Quark Matter and its Role in the Evolution of Proton-Neutron Stars to Neutron Stars
San Diego State University Foundation, San Diego CA
Investigators
Abstract
Galaxies are filled with hundreds of millions of compact stellar objects known as neutron stars. Neutron stars are more massive than our Sun, but are typically only about 20 kilometers across. A thimble full of neutron star matter thus has a mass of one billion tons. At such extraordinary conditions, atomic nuclei collapse and neutrons and protons are squeezed so tightly together that even their building blocks (quarks) may be released. The aim of this project is to study the role of quarks for newly formed neutron stars and to identify possible signatures in astrophysical observables.
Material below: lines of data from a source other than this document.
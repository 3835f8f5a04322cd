//! Rigid-body carriers - physics bodies barrels are mounted on.

use bevy::prelude::*;

use crate::types::CarrierBody;

/// Snapshot of an avian rigid body's motion, read once per request.
///
/// Point velocity is `linear + angular × (point - origin)`, with `origin` the
/// body's center of rotation in world space. Only dynamic bodies count as
/// simulating physics.
#[derive(Clone, Copy, Debug, PartialEq)]
pub struct RigidBodyCarrier {
    simulating: bool,
    linear: Vec3,
    angular: Vec3,
    origin: Vec3,
}

impl RigidBodyCarrier {
    /// Carrier from raw motion state.
    pub fn from_motion(simulating: bool, linear: Vec3, angular: Vec3, origin: Vec3) -> Self {
        Self {
            simulating,
            linear,
            angular,
            origin,
        }
    }
}

impl CarrierBody for RigidBodyCarrier {
    fn is_simulating_physics(&self) -> bool {
        self.simulating
    }

    fn linear_velocity_at_point(&self, point: Vec3) -> Vec3 {
        self.linear + self.angular.cross(point - self.origin)
    }
}

#[cfg(feature = "dim3")]
pub use self::dim3::Carriers;

#[cfg(feature = "dim3")]
mod dim3 {
    use avian3d::prelude::{AngularVelocity, ComputedCenterOfMass, LinearVelocity, RigidBody};
    use bevy::ecs::system::SystemParam;
    use bevy::prelude::*;

    use super::RigidBodyCarrier;

    impl RigidBodyCarrier {
        pub fn new(
            body: &RigidBody,
            linear: &LinearVelocity,
            angular: &AngularVelocity,
            origin: Vec3,
        ) -> Self {
            Self::from_motion(body.is_dynamic(), linear.0, angular.0, origin)
        }
    }

    /// Looks up the avian3d body a barrel is mounted on.
    ///
    /// Rotation is taken about the body's center of mass in world space.
    #[derive(SystemParam)]
    pub struct Carriers<'w, 's> {
        bodies: Query<
            'w,
            's,
            (
                &'static RigidBody,
                &'static LinearVelocity,
                &'static AngularVelocity,
                &'static GlobalTransform,
                Option<&'static ComputedCenterOfMass>,
            ),
        >,
    }

    impl Carriers<'_, '_> {
        pub fn get(&self, entity: Entity) -> Option<RigidBodyCarrier> {
            let (body, linear, angular, transform, center_of_mass) = self.bodies.get(entity).ok()?;
            let local = center_of_mass.map_or(Vec3::ZERO, |com| com.0);
            Some(RigidBodyCarrier::new(body, linear, angular, transform.transform_point(local)))
        }
    }
}

#[cfg(feature = "dim2")]
pub use self::dim2::Carriers2d;

#[cfg(feature = "dim2")]
mod dim2 {
    use avian2d::prelude::{AngularVelocity, ComputedCenterOfMass, LinearVelocity, RigidBody};
    use bevy::ecs::system::SystemParam;
    use bevy::prelude::*;

    use super::RigidBodyCarrier;

    impl RigidBodyCarrier {
        /// Carrier from a 2D body; rotation is about the Z axis.
        pub fn new_2d(
            body: &RigidBody,
            linear: &LinearVelocity,
            angular: &AngularVelocity,
            origin: Vec3,
        ) -> Self {
            Self::from_motion(
                body.is_dynamic(),
                linear.0.extend(0.0),
                Vec3::Z * angular.0,
                origin,
            )
        }
    }

    /// Looks up the avian2d body a barrel is mounted on.
    #[derive(SystemParam)]
    pub struct Carriers2d<'w, 's> {
        bodies: Query<
            'w,
            's,
            (
                &'static RigidBody,
                &'static LinearVelocity,
                &'static AngularVelocity,
                &'static GlobalTransform,
                Option<&'static ComputedCenterOfMass>,
            ),
        >,
    }

    impl Carriers2d<'_, '_> {
        pub fn get(&self, entity: Entity) -> Option<RigidBodyCarrier> {
            let (body, linear, angular, transform, center_of_mass) = self.bodies.get(entity).ok()?;
            let local = center_of_mass.map_or(Vec3::ZERO, |com| com.0.extend(0.0));
            Some(RigidBodyCarrier::new_2d(body, linear, angular, transform.transform_point(local)))
        }
    }
}

#[cfg(test)]
mod tests {
    use super::*;

    #[test]
    fn test_point_velocity_includes_rotation() {
        let carrier = RigidBodyCarrier::from_motion(true, Vec3::X, Vec3::Y * 2.0, Vec3::ZERO);

        // ω × r = (0, 2, 0) × (1, 0, 0) = (0, 0, -2)
        let velocity = carrier.linear_velocity_at_point(Vec3::X);
        assert_eq!(velocity, Vec3::new(1.0, 0.0, -2.0));
    }

    #[cfg(feature = "dim3")]
    #[test]
    fn test_only_dynamic_bodies_simulate() {
        use avian3d::prelude::{AngularVelocity, LinearVelocity, RigidBody};

        let dynamic = RigidBodyCarrier::new(
            &RigidBody::Dynamic,
            &LinearVelocity(Vec3::X),
            &AngularVelocity(Vec3::ZERO),
            Vec3::ZERO,
        );
        let kinematic = RigidBodyCarrier::new(
            &RigidBody::Kinematic,
            &LinearVelocity(Vec3::X),
            &AngularVelocity(Vec3::ZERO),
            Vec3::ZERO,
        );

        assert!(dynamic.is_simulating_physics());
        assert!(!kinematic.is_simulating_physics());
    }

    #[cfg(feature = "dim3")]
    #[test]
    fn test_lookup_rotates_about_center_of_mass() {
        use avian3d::prelude::{AngularVelocity, ComputedCenterOfMass, LinearVelocity, RigidBody};
        use bevy::ecs::system::RunSystemOnce;

        let mut world = World::new();
        let hull = world
            .spawn((
                RigidBody::Dynamic,
                LinearVelocity(Vec3::ZERO),
                AngularVelocity(Vec3::Y * 2.0),
                GlobalTransform::from_xyz(10.0, 0.0, 0.0),
                ComputedCenterOfMass(Vec3::X),
            ))
            .id();

        let carrier = world
            .run_system_once(move |carriers: Carriers| carriers.get(hull))
            .unwrap()
            .unwrap();

        // r = (12, 0, 0) - (11, 0, 0)
        let velocity = carrier.linear_velocity_at_point(Vec3::X * 12.0);
        assert!((velocity - Vec3::new(0.0, 0.0, -2.0)).length() < 1e-5);
    }
}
Graduate and undergraduate students will be trained in areas of physics that are richly interdisciplinary and enrich their educational experience beyond what they learn in the classroom. Students from local middle and high schools will benefit from the PI's research in the form of public lectures and multimedia presentations. This research will support the physics program at state-of-the-art astrophysical instruments, such as FAST, skA, ATHENA, and NICER, that promise the discovery of tens of thousands of new neutron stars at different stages of their evolution. The principal aim of this proposal is to study quark matter under conditions characteristic to proto-neutron stars, using the non-local 3-flavor Polyakov-Nambu-Jona-Lasinio (n3PNJL) model to describe hot and dense quark matter, and to explore the role of quark matter in the evolution of proto-neutron stars to neutron stars. The n3PNJL model is an effective model of quantum chromodynamics that allows for a state-of-the-art modeling of quark matter. The model accounts for the dynamical breaking of chiral symmetry and mimics quark confinement via the Polyakov-loop potential. It provides a versatile and numerically-treatable approach to quantum chromodynamics. The best available data from heavy-ion collisions and neutron star observations will be used to constrain the equation of state of (proto-) neutron star matter, which will be computed and made publicly available online at CompOSE and StellarCollapse. Already existing, fully general relativistic numerical 2D rotation and 2D cooling codes will be used to study the rotational evolution of hot proto-neutron stars to cold catalyzed neutron stars self-consistently. Both uniformly-rotating as well as differentially-rotating systems will be considered and their role as possible sources of gravitational radiation explored.